#### EXERCISE REQUIREMENTS
In the entries below, find the lines that contain the word "PeerStats" and copy them.

[Dataset entries]
+-------+

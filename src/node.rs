// Node - One ledger participant
//
// Owns the ledger, the peer registry and the authority set, and wires them
// to the gossip engine and the conflict resolver. Chain mutations happen
// under the ledger lock together with their persistence and the enqueue of
// the resulting push; peer I/O never happens while that lock is held.

use crate::config::{ConfigError, NodeConfig};
use crate::ledger::{
    AuthoritySet, DocumentRecord, Entry, IngestOutcome, Ledger, LedgerError, Payload,
};
use crate::storage::{ChainStorage, ChainStore, StoreError};
use crate::sync::{
    ConflictResolver, DocumentQuery, GossipEngine, GossipStats, Message, MessageType, NodeStatus,
    PeerRegistry, PeerStats,
};
use crate::transport::{MessageHandler, PeerAddress, PeerClient, TransportError};
use async_trait::async_trait;
use chrono::Utc;
use std::sync::Arc;
use std::time::Duration;
use thiserror::Error;
use tokio::sync::{Mutex, RwLock};
use tokio::time::timeout;
use tracing::{debug, error, info, warn};

// ============================================================================
// NODE ERRORS
// ============================================================================

#[derive(Error, Debug)]
pub enum NodeError {
    #[error("Ledger error: {0}")]
    Ledger(#[from] LedgerError),

    #[error("Transport error: {0}")]
    Transport(#[from] TransportError),

    #[error("Storage error: {0}")]
    Store(#[from] StoreError),

    #[error("Invalid configuration: {0}")]
    Config(#[from] ConfigError),

    #[error("Unexpected response: {0:?}")]
    UnexpectedResponse(MessageType),

    #[error("Rejected by peer: {0}")]
    Rejected(String),
}

impl NodeError {
    /// Check if the peer could not be reached or did not answer in time
    pub fn is_peer_unreachable(&self) -> bool {
        matches!(self, Self::Transport(_))
    }
}

// ============================================================================
// NODE
// ============================================================================

/// A running ledger node
pub struct Node {
    name: String,
    address: PeerAddress,
    /// Addresses that reach this node and must never be treated as peers
    self_aliases: Vec<PeerAddress>,
    authorities: AuthoritySet,
    ledger: Mutex<Ledger>,
    peers: RwLock<PeerRegistry>,
    gossip: GossipEngine,
    resolver: ConflictResolver,
    client: Arc<dyn PeerClient>,
    peer_timeout: Duration,
}

impl Node {
    /// Build a node over an explicit chain store and peer client
    pub fn new(
        config: &NodeConfig,
        store: Box<dyn ChainStorage>,
        client: Arc<dyn PeerClient>,
    ) -> Result<Self, NodeError> {
        config.validate()?;

        let ledger = Ledger::open(store)?;
        let address = config.advertised_address();
        let mut self_aliases = config.self_aliases();
        self_aliases.push(address.clone());

        info!(
            node = %config.node_name,
            address = %address,
            len = ledger.len(),
            "node ready"
        );

        Ok(Self {
            name: config.node_name.clone(),
            peers: RwLock::new(PeerRegistry::new(address.clone())),
            address,
            self_aliases,
            authorities: config.authority_set(),
            ledger: Mutex::new(ledger),
            gossip: GossipEngine::new(client.clone(), config.gossip.clone()),
            resolver: ConflictResolver::new(client.clone(), config.peer_timeout),
            client,
            peer_timeout: config.peer_timeout,
        })
    }

    /// Build a node persisting to `<data_dir>/<node_name>` with sled
    pub fn open(config: &NodeConfig, client: Arc<dyn PeerClient>) -> Result<Self, NodeError> {
        let store = ChainStore::open_for_node(&config.data_dir, &config.node_name)?;
        store.save_node_name(&config.node_name)?;
        Self::new(config, Box::new(store), client)
    }

    pub fn name(&self) -> &str {
        &self.name
    }

    /// Address advertised to peers
    pub fn address(&self) -> &PeerAddress {
        &self.address
    }

    pub fn authorities(&self) -> &AuthoritySet {
        &self.authorities
    }

    // ------------------------------------------------------------------------
    // Ledger operations
    // ------------------------------------------------------------------------

    /// Wrap `record` in a new entry signed by this node, append it, then push it to every peer
    pub async fn submit_document(&self, record: DocumentRecord) -> Result<Entry, NodeError> {
        let entry = {
            let mut ledger = self.ledger.lock().await;
            let entry = ledger.next_entry(
                Payload::Document(record),
                &self.name,
                Utc::now().timestamp_millis(),
            );
            ledger.append(entry.clone(), &self.authorities)?;

            // Enqueue before unlocking so peers receive entries in chain order
            let targets = self.remote_peers().await;
            self.gossip
                .broadcast(&Message::NewEntry(entry.clone()), &targets);
            entry
        };

        info!(index = entry.index(), hash = %entry.hash(), "document attested");
        Ok(entry)
    }

    /// Accept an entry pushed by a peer.
    ///
    /// Never fails: rejected entries are logged and dropped. Returns what
    /// happened, or `None` if the entry was not taken.
    pub async fn ingest_entry(&self, entry: Entry) -> Option<IngestOutcome> {
        let index = entry.index();
        let hash = entry.hash().clone();

        let result = self.ledger.lock().await.ingest(entry, &self.authorities);
        match result {
            Ok(IngestOutcome::Appended) => {
                info!(index, hash = %hash, "entry ingested");
                Some(IngestOutcome::Appended)
            }
            Ok(IngestOutcome::Duplicate) => {
                debug!(index, hash = %hash, "duplicate entry ignored");
                Some(IngestOutcome::Duplicate)
            }
            Err(e) if e.is_persistence() => {
                error!(index, hash = %hash, error = %e, "failed to persist ingested entry");
                None
            }
            Err(e) => {
                warn!(index, hash = %hash, error = %e, "incoming entry rejected");
                None
            }
        }
    }

    /// Read-only copy of the chain
    pub async fn list_entries(&self) -> Vec<Entry> {
        self.current_chain_snapshot().await
    }

    /// The complete chain, as served to pulling peers
    pub async fn current_chain_snapshot(&self) -> Vec<Entry> {
        self.ledger.lock().await.snapshot()
    }

    pub async fn chain_len(&self) -> usize {
        self.ledger.lock().await.len()
    }

    /// First entry whose document satisfies `predicate`
    pub async fn find_by_document<F>(&self, predicate: F) -> Option<Entry>
    where
        F: Fn(&DocumentRecord) -> bool,
    {
        self.ledger.lock().await.find_by_document(predicate).cloned()
    }

    pub async fn find_document(&self, query: &DocumentQuery) -> Option<Entry> {
        self.find_by_document(|record| query.matches(record)).await
    }

    /// Adopt `chain` if it is strictly longer than ours and fully valid.
    ///
    /// Validation failures and short chains give `Ok(false)`; only a
    /// persistence failure is an error.
    pub async fn accept_chain_snapshot(&self, chain: Vec<Entry>) -> Result<bool, NodeError> {
        let candidate = chain.len();
        let result = self.ledger.lock().await.replace(chain, &self.authorities);

        match result {
            Ok(()) => Ok(true),
            Err(e) if e.is_persistence() => Err(e.into()),
            Err(LedgerError::ChainTooShort { local, .. }) => {
                debug!(candidate, local, "chain snapshot not longer, ignored");
                Ok(false)
            }
            Err(e) => {
                warn!(candidate, error = %e, "chain snapshot rejected");
                Ok(false)
            }
        }
    }

    // ------------------------------------------------------------------------
    // Peer discovery
    // ------------------------------------------------------------------------

    /// Add `address` and return the full registry; a new peer is announced to the others
    pub async fn register_peer(&self, address: PeerAddress) -> Vec<PeerAddress> {
        let (added, snapshot) = {
            let mut peers = self.peers.write().await;
            let added = peers.add_peer(address.clone());
            (added, peers.snapshot())
        };

        if added {
            info!(peer = %address, "peer registered");
            let targets: Vec<PeerAddress> = self
                .remote_peers()
                .await
                .into_iter()
                .filter(|p| p != &address)
                .collect();
            self.gossip
                .broadcast(&Message::PeerAnnouncement(address), &targets);
        }

        snapshot
    }

    /// Record a peer someone else announced; not forwarded further
    pub async fn handle_announcement(&self, address: PeerAddress) {
        if self.peers.write().await.add_peer(address.clone()) {
            debug!(peer = %address, "peer learned from announcement");
        }
    }

    /// Union `addresses` into the registry and return the full registry
    pub async fn merge_peers(&self, addresses: Vec<PeerAddress>) -> Vec<PeerAddress> {
        let mut peers = self.peers.write().await;
        let added = peers.merge(addresses);
        if !added.is_empty() {
            debug!(added = added.len(), total = peers.peer_count(), "peer list merged");
        }
        peers.snapshot()
    }

    /// Register with `target` and merge the registry it returns; yields the newly learned peers
    pub async fn register_with(&self, target: &PeerAddress) -> Result<Vec<PeerAddress>, NodeError> {
        let reply = self
            .request(target, Message::RegisterPeer(self.address.clone()))
            .await?;

        let list = match reply {
            Message::PeerList(list) => list,
            other => return Err(NodeError::UnexpectedResponse(other.message_type())),
        };

        let mut peers = self.peers.write().await;
        let mut added = peers.merge(std::iter::once(target.clone()));
        added.extend(peers.merge(list));
        info!(peer = %target, learned = added.len(), "registered with peer");
        Ok(added)
    }

    /// Every known address, own address included
    pub async fn peer_snapshot(&self) -> Vec<PeerAddress> {
        self.peers.read().await.snapshot()
    }

    /// Known peers other than this node itself
    pub async fn remote_peers(&self) -> Vec<PeerAddress> {
        self.peers.read().await.remote_peers(&self.self_aliases)
    }

    pub async fn peer_stats(&self) -> PeerStats {
        self.peers.read().await.stats()
    }

    // ------------------------------------------------------------------------
    // Synchronization
    // ------------------------------------------------------------------------

    /// Pull `peer`'s chain and adopt it if it is longer and valid
    pub async fn pull_chain_from(&self, peer: &PeerAddress) -> Result<bool, NodeError> {
        let chain = self.resolver.fetch_chain(peer).await?;
        self.accept_chain_snapshot(chain).await
    }

    /// Replace the local chain with the longest valid peer chain, if any is longer.
    ///
    /// Peers are queried without holding the ledger lock; the length check is
    /// repeated under the lock before replacing.
    pub async fn resolve(&self) -> Result<bool, NodeError> {
        let targets = self.remote_peers().await;
        let local_len = self.chain_len().await;

        let report = self
            .resolver
            .find_longest(&targets, local_len, &self.authorities)
            .await;
        debug!(
            queried = report.peers_queried,
            failed = report.peers_failed,
            rejected = report.chains_rejected,
            "peers scanned"
        );

        let Some((peer, chain)) = report.best else {
            debug!(len = local_len, "local chain is authoritative");
            return Ok(false);
        };

        let replaced = self.accept_chain_snapshot(chain).await?;
        if replaced {
            info!(peer = %peer, "adopted longer chain from peer");
        }
        Ok(replaced)
    }

    /// Join the network through `target`: register, then pull its chain
    pub async fn bootstrap(&self, target: &PeerAddress) -> Result<bool, NodeError> {
        self.register_with(target).await?;
        let replaced = self.pull_chain_from(target).await?;
        info!(peer = %target, replaced, "bootstrap complete");
        Ok(replaced)
    }

    pub async fn status(&self) -> NodeStatus {
        let (chain_length, tip_hash) = {
            let ledger = self.ledger.lock().await;
            (ledger.len() as u64, ledger.tip().hash().clone())
        };

        NodeStatus {
            node_name: self.name.clone(),
            address: self.address.clone(),
            chain_length,
            tip_hash,
            peers: self.peer_snapshot().await,
            timestamp: Utc::now().timestamp_millis(),
        }
    }

    pub fn gossip_stats(&self) -> GossipStats {
        self.gossip.stats()
    }

    /// Stop outbound gossip workers
    pub fn shutdown(&self) {
        self.gossip.shutdown();
    }

    async fn request(&self, peer: &PeerAddress, message: Message) -> Result<Message, NodeError> {
        let reply = timeout(self.peer_timeout, self.client.request(peer, message))
            .await
            .map_err(|_| TransportError::Timeout)??;

        match reply {
            Message::Rejected(reason) => Err(NodeError::Rejected(reason)),
            other => Ok(other),
        }
    }
}

#[async_trait]
impl MessageHandler for Node {
    async fn handle_message(&self, message: Message) -> Option<Message> {
        match message {
            Message::NewEntry(entry) => {
                self.ingest_entry(entry).await;
                None
            }
            Message::RegisterPeer(address) => {
                Some(Message::PeerList(self.register_peer(address).await))
            }
            Message::PeerAnnouncement(address) => {
                self.handle_announcement(address).await;
                None
            }
            Message::SyncPeers(addresses) => {
                Some(Message::PeerList(self.merge_peers(addresses).await))
            }
            Message::ChainRequest => {
                Some(Message::ChainResponse(self.current_chain_snapshot().await))
            }
            Message::SubmitDocument(record) => Some(match self.submit_document(record).await {
                Ok(entry) => Message::EntryAppended(entry),
                Err(e) => Message::Rejected(e.to_string()),
            }),
            Message::FindDocument(query) => {
                Some(Message::DocumentMatch(self.find_document(&query).await))
            }
            Message::Resolve => Some(match self.resolve().await {
                Ok(replaced) => Message::Resolved(replaced),
                Err(e) => Message::Rejected(e.to_string()),
            }),
            Message::Ping => Some(Message::Pong(self.status().await)),
            other => {
                debug!(kind = ?other.message_type(), "unsolicited response ignored");
                None
            }
        }
    }
}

+-------+

#### OUTPUT OF THE TASK
    PeerRegistry, PeerStats,
    pub async fn peer_stats(&self) -> PeerStats {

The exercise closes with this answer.